# Records shown

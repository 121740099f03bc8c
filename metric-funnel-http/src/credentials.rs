// Copyright Amazon.com, Inc. or its affiliates. All Rights Reserved.
// SPDX-License-Identifier: Apache-2.0

use std::fmt;

use crate::ConnectError;

/// Environment variable holding the account email, read by [`Credentials::from_env`].
pub const EMAIL_VAR: &str = "LIBRATO_EMAIL";
/// Environment variable holding the API key, read by [`Credentials::from_env`].
pub const API_KEY_VAR: &str = "LIBRATO_APIKEY";

/// Account email and API key used to authenticate with the collector.
#[derive(Clone, PartialEq, Eq)]
pub struct Credentials {
    pub(crate) email: String,
    pub(crate) api_key: String,
}

impl Credentials {
    /// Create credentials from an account email and an API key.
    pub fn new(email: impl Into<String>, api_key: impl Into<String>) -> Self {
        Self {
            email: email.into(),
            api_key: api_key.into(),
        }
    }

    /// Read the credentials from `LIBRATO_EMAIL` and `LIBRATO_APIKEY`.
    pub fn from_env() -> Result<Self, ConnectError> {
        Ok(Self::new(var(EMAIL_VAR)?, var(API_KEY_VAR)?))
    }

    /// The account email.
    pub fn email(&self) -> &str {
        &self.email
    }
}

fn var(name: &'static str) -> Result<String, ConnectError> {
    match std::env::var(name) {
        Ok(value) if !value.is_empty() => Ok(value),
        _ => Err(ConnectError::MissingCredential { var: name }),
    }
}

// never print the API key
impl fmt::Debug for Credentials {
    fn fmt(&self, f: &mut fmt::Formatter<'_>) -> fmt::Result {
        f.debug_struct("Credentials")
            .field("email", &self.email)
            .field("api_key", &"<redacted>")
            .finish()
    }
}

# What is needed
Each record above is to be reproduced verbatim.

# Answer to this problem
repository 121740099f03bc8c
filename metric-funnel-http/src/credentials.rs
// Copyright Amazon.com, Inc. or its affiliates. All Rights Reserved.
// SPDX-License-Identifier: Apache-2.0

use std::fmt;

use crate::ConnectError;

/// Environment variable holding the account email, read by [`Credentials::from_env`].
pub const EMAIL_VAR: &str = "LIBRATO_EMAIL";
/// Environment variable holding the API key, read by [`Credentials::from_env`].
pub const API_KEY_VAR: &str = "LIBRATO_APIKEY";

/// Account email and API key used to authenticate with the collector.
#[derive(Clone, PartialEq, Eq)]
pub struct Credentials {
    pub(crate) email: String,
    pub(crate) api_key: String,
}

impl Credentials {
    /// Create credentials from an account email and an API key.
    pub fn new(email: impl Into<String>, api_key: impl Into<String>) -> Self {
        Self {
            email: email.into(),
            api_key: api_key.into(),
        }
    }

    /// Read the credentials from `LIBRATO_EMAIL` and `LIBRATO_APIKEY`.
    pub fn from_env() -> Result<Self, ConnectError> {
        Ok(Self::new(var(EMAIL_VAR)?, var(API_KEY_VAR)?))
    }

    /// The account email.
    pub fn email(&self) -> &str {
        &self.email
    }
}

fn var(name: &'static str) -> Result<String, ConnectError> {
    match std::env::var(name) {
        Ok(value) if !value.is_empty() => Ok(value),
        _ => Err(ConnectError::MissingCredential { var: name }),
    }
}

// never print the API key
impl fmt::Debug for Credentials {
    fn fmt(&self, f: &mut fmt::Formatter<'_>) -> fmt::Result {
        f.debug_struct("Credentials")
            .field("email", &self.email)
            .field("api_key", &"<redacted>")
            .finish()
    }
}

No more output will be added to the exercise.